Food for Fitness: A Daily Food Guide for Beginners

Food for Fitness: A Daily Food Guide for Beginners

What is the ultimate secret to healthy eating or food for fitness: a daily food guide for beginners and all those who want to live a better and healthier life!

Let’s face it – the foods you eat every day have a huge effect on your quality of life and your overall health. Even though eating healthy can be complicated, it can definitely lead to a better and healthier life. However, there are a lot of popular diets over the internet and these dieting trends can easily cause a confusion. As a matter of fact, these dieting trends usually distract from the essential nutritional rules and principles which are in fact most important.

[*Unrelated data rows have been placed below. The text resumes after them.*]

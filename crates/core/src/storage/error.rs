use thiserror::Error;

/// Errors that can occur when talking to the item store.
///
/// The `Display` output of every variant is the underlying description,
/// unprefixed, because it is surfaced to the user as-is.
#[derive(Debug, Error, Clone, PartialEq, Eq)]
pub enum StoreError {
    #[error("{0}")]
    ScanFailed(String),
    #[error("{0}")]
    ConnectionFailed(String),
}

/// Result type for store operations.
pub type Result<T> = std::result::Result<T, StoreError>;
//! Core types and pure logic for the amidynamodb Terraform provider.
//!
//! Nothing in this crate talks to AWS. The item store is reached through the
//! [`storage::ScanStore`] trait, implemented by the provider crate.

pub mod diagnostics;
pub mod provider;
pub mod query;
pub mod schema;
pub mod storage;
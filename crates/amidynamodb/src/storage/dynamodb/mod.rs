//! DynamoDB store backend implementation.
//!
//! This module provides a DynamoDB-based implementation of the `ScanStore`
//! trait using `aws-sdk-dynamodb`.

mod client;
mod conversions;
mod error;
mod store;

pub use client::{create_client, AwsConfig};
pub use store::{DynamoDbStore, DynamoDbStoreFactory};
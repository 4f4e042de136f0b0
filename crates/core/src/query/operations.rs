use crate::storage::{Item, ScanRequest, ScanStore};

use super::coercion::coerce_expression_attribute_values;
use super::types::{QueryInput, QueryOutcome};

/// Attribute holding the AMI identifier in matching items.
pub const AMI_ATTRIBUTE: &str = "ami";

/// Builds the scan for a query: coerced values, no name aliasing, no projection.
pub fn build_scan_request(input: &QueryInput) -> ScanRequest {
    ScanRequest::new(
        &input.table_name,
        &input.filter_expression,
        coerce_expression_attribute_values(&input.substitutions),
    )
}

/// Picks the AMI identifier out of scan results.
///
/// Only the first item is looked at; any further matches are ignored.
pub fn select_ami_id(items: &[Item]) -> QueryOutcome {
    let Some(first) = items.first() else {
        return QueryOutcome::NotFound;
    };

    match first.get(AMI_ATTRIBUTE).and_then(|v| v.as_s()) {
        Some(ami_id) => QueryOutcome::Found {
            ami_id: ami_id.to_string(),
        },
        None => QueryOutcome::Failed {
            message: format!("Missing or invalid field: {}", AMI_ATTRIBUTE),
        },
    }
}

/// Runs a single read: build the scan, issue it once, extract the result.
pub async fn read_ami_id(store: &dyn ScanStore, input: &QueryInput) -> QueryOutcome {
    let request = build_scan_request(input);

    tracing::debug!(
        table = %request.table_name,
        filter = %request.filter_expression,
        values = request.expression_attribute_values.len(),
        "Scanning table"
    );

    match store.scan(&request).await {
        Ok(items) => {
            tracing::debug!(items = items.len(), "Scan returned");
            select_ami_id(&items)
        }
        Err(err) => QueryOutcome::Failed {
            message: err.to_string(),
        },
    }
}
use std::env;

/// Process configuration loaded from environment variables.
#[derive(Debug, Clone, Default, PartialEq, Eq)]
pub struct Config {
    /// Custom DynamoDB endpoint, e.g. a local DynamoDB (default: none)
    pub endpoint_url: Option<String>,
    /// Emit logs as JSON instead of human readable lines (default: false)
    pub log_json: bool,
}

impl Config {
    /// Load configuration from environment variables.
    ///
    /// Environment variables:
    /// - `AWS_ENDPOINT_URL` - DynamoDB endpoint override (default: unset)
    /// - `AMIDYNAMODB_LOG_FORMAT` - `json` for JSON logs (default: text)
    pub fn from_env() -> Self {
        Self::from_vars(
            env::var("AWS_ENDPOINT_URL").ok(),
            env::var("AMIDYNAMODB_LOG_FORMAT").ok(),
        )
    }

    fn from_vars(endpoint_url: Option<String>, log_format: Option<String>) -> Self {
        Self {
            endpoint_url: endpoint_url.filter(|url| !url.is_empty()),
            log_json: log_format.is_some_and(|format| format.eq_ignore_ascii_case("json")),
        }
    }

    /// Default tracing filter when `RUST_LOG` is not set.
    pub fn default_log_filter(debug: bool) -> &'static str {
        if debug {
            "amidynamodb=debug,amidynamodb_core=debug"
        } else {
            "amidynamodb=info,amidynamodb_core=info"
        }
    }
}

#[cfg(test)]
mod tests {
    use super::*;

    #[test]
    fn test_defaults() {
        let config = Config::from_vars(None, None);

        assert_eq!(config.endpoint_url, None);
        assert!(!config.log_json);
    }

    #[test]
    fn test_empty_endpoint_is_ignored() {
        let config = Config::from_vars(Some(String::new()), None);
        assert_eq!(config.endpoint_url, None);
    }

    #[test]
    fn test_endpoint_and_json_logs() {
        let config = Config::from_vars(
            Some("http://localhost:8000".to_string()),
            Some("JSON".to_string()),
        );

        assert_eq!(config.endpoint_url.as_deref(), Some("http://localhost:8000"));
        assert!(config.log_json);
    }

    #[test]
    fn test_default_log_filter() {
        assert!(Config::default_log_filter(true).contains("debug"));
        assert!(Config::default_log_filter(false).contains("info"));
    }
}
//! Terraform provider that reads AMI IDs from AWS DynamoDB tables.
//!
//! The provider exposes a single data source, `amidynamodb_get_item`. The
//! pure parts (value coercion, the read operation, diagnostics, schemas) live
//! in `amidynamodb_core`; this crate wires them to DynamoDB and to the host.

pub mod config;
pub mod data_source;
pub mod error;
pub mod host;
pub mod provider;
pub mod storage;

If you are looking for the ultimate secret to healthy eating or food for fitness – a daily food guide for beginners is all you need. The guide presented in this article is based on the latest nutrition news and science.

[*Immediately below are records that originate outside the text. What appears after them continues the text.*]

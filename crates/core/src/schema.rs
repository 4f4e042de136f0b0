//! Declarative schemas for the provider and its data sources.

use std::collections::BTreeMap;

use serde::{Deserialize, Serialize};

use crate::diagnostics::{AttributePath, Diagnostics};

/// Type of a schema attribute.
#[derive(Debug, Clone, PartialEq, Eq, Serialize, Deserialize)]
#[serde(rename_all = "snake_case")]
pub enum AttributeType {
    String,
    Map(Box<AttributeType>),
}

impl AttributeType {
    /// Returns true if `value` has this type. Null is accepted by every type.
    pub fn accepts(&self, value: &serde_json::Value) -> bool {
        match (self, value) {
            (_, serde_json::Value::Null) => true,
            (AttributeType::String, serde_json::Value::String(_)) => true,
            (AttributeType::Map(element), serde_json::Value::Object(map)) => {
                map.values().all(|v| element.accepts(v))
            }
            _ => false,
        }
    }
}

#[derive(Debug, Clone, PartialEq, Eq, Serialize, Deserialize)]
pub struct Attribute {
    #[serde(rename = "type")]
    pub attribute_type: AttributeType,
    pub description: String,
    pub required: bool,
    pub computed: bool,
}

impl Attribute {
    pub fn required_string(description: impl Into<String>) -> Self {
        Self::new(AttributeType::String, description, true, false)
    }

    pub fn computed_string(description: impl Into<String>) -> Self {
        Self::new(AttributeType::String, description, false, true)
    }

    pub fn required_map(element: AttributeType, description: impl Into<String>) -> Self {
        Self::new(
            AttributeType::Map(Box::new(element)),
            description,
            true,
            false,
        )
    }

    fn new(
        attribute_type: AttributeType,
        description: impl Into<String>,
        required: bool,
        computed: bool,
    ) -> Self {
        Self {
            attribute_type,
            description: description.into(),
            required,
            computed,
        }
    }
}

/// Schema of a provider or data source configuration block.
#[derive(Debug, Clone, Default, PartialEq, Eq, Serialize, Deserialize)]
pub struct Schema {
    pub description: String,
    pub attributes: BTreeMap<String, Attribute>,
}

impl Schema {
    pub fn new(description: impl Into<String>) -> Self {
        Self {
            description: description.into(),
            attributes: BTreeMap::new(),
        }
    }

    pub fn with_attribute(mut self, name: impl Into<String>, attribute: Attribute) -> Self {
        self.attributes.insert(name.into(), attribute);
        self
    }

    /// Checks a configuration object against the schema.
    ///
    /// Reports missing required attributes, values of the wrong type, values
    /// set for computed-only attributes and attributes the schema does not
    /// know about.
    pub fn validate(&self, config: &serde_json::Value) -> Diagnostics {
        let mut diags = Diagnostics::new();

        let Some(object) = config.as_object() else {
            diags.add_error(
                "Invalid Configuration",
                "Expected the configuration to be an object.",
            );
            return diags;
        };

        for (name, attribute) in &self.attributes {
            let value = object.get(name).filter(|v| !v.is_null());

            if attribute.required && value.is_none() {
                diags.add_attribute_error(
                    AttributePath::root(name),
                    "Missing required argument",
                    format!("The argument \"{}\" is required, but no definition was found.", name),
                );
            } else if attribute.computed && !attribute.required && value.is_some() {
                diags.add_attribute_error(
                    AttributePath::root(name),
                    "Invalid Configuration for Read-Only Attribute",
                    format!("Cannot set value for this attribute as the provider has marked it as read-only. Remove the configuration line setting the value for \"{}\".", name),
                );
            } else if !value.is_none_or(|v| attribute.attribute_type.accepts(v)) {
                diags.add_attribute_error(
                    AttributePath::root(name),
                    "Incorrect attribute value type",
                    format!("Inappropriate value for attribute \"{}\".", name),
                );
            }
        }

        for name in object.keys() {
            if !self.attributes.contains_key(name) {
                diags.add_attribute_error(
                    AttributePath::root(name),
                    "Unsupported argument",
                    format!("An argument named \"{}\" is not expected here.", name),
                );
            }
        }

        diags
    }
}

Before we continue, allow us to answer the question – why should you eat and live a healthy life?

Well, first of all, because research links serious and harmful diseases to a poor and low-quality diet. Eating healthy can significantly reduce your chances of developing cancer and heart diseases which we all know are the leading killers in this world. A good and healthy diet can improve all aspects of life, starting from physical performance to brain function. As a matter of fact, the food affects all your organs and cells. If you exercise daily and participate in sports, there is absolutely no doubt that a healthy lifestyle will help you perform much better

In recent years, the importance, as well as, the calculation of calories has been pushed aside. Even though calorie counting is not the most important thing in the world, when it comes to eating healthy, total calorie intake still plays a crucial role in health and weight control. For example, if you put in more calories than you actually burn, you will store them as body fat or new muscle. On the other hand, if you consume fewer calories than you burn, the logic is that you will lose weight. The conclusion here is that if you want to lose weight, you must come up with a strategy for calorie deficit. As simple as that! If you want to gain weight and grow muscle mass, you need to eat more than your body actually burns.

The basic things you should know and understand ae the 3 macronutrients or protein, fats, and carbs. These 3 basic nutrients are required in large amounts as they provide significant calories and have different functions in your body. Protein (4 calories per 1g) and the main sources of protein are meat and fish, eggs, vegetarian alternatives such as tofu, legumes, and dairy. Carbs (4 calories per gram) and the main sources are bread, potatoes, pasta, juice, some dairy products, fruit, sugar, and legumes. Fats (9 calories per gram) and the main sources are seeds, oils, cheese, fatty meat, nuts, oils, oily fish, and butter. How much fats, protein or carbs you should consume always depends on your goals, as well as, your lifestyle and your personal needs and preferences.

If you want to start eating healthy you need to base your diet around various food groups such as fruits, vegetables, meat and fish, eggs, nuts and seeds, beans and legumes, dairy, herbs and spices, and beverages. There are also foods that you must avoid, at least most of the time. We are talking about sugar-based products, refined carbs, trans fats, processed low-fat products, and vegetable oils.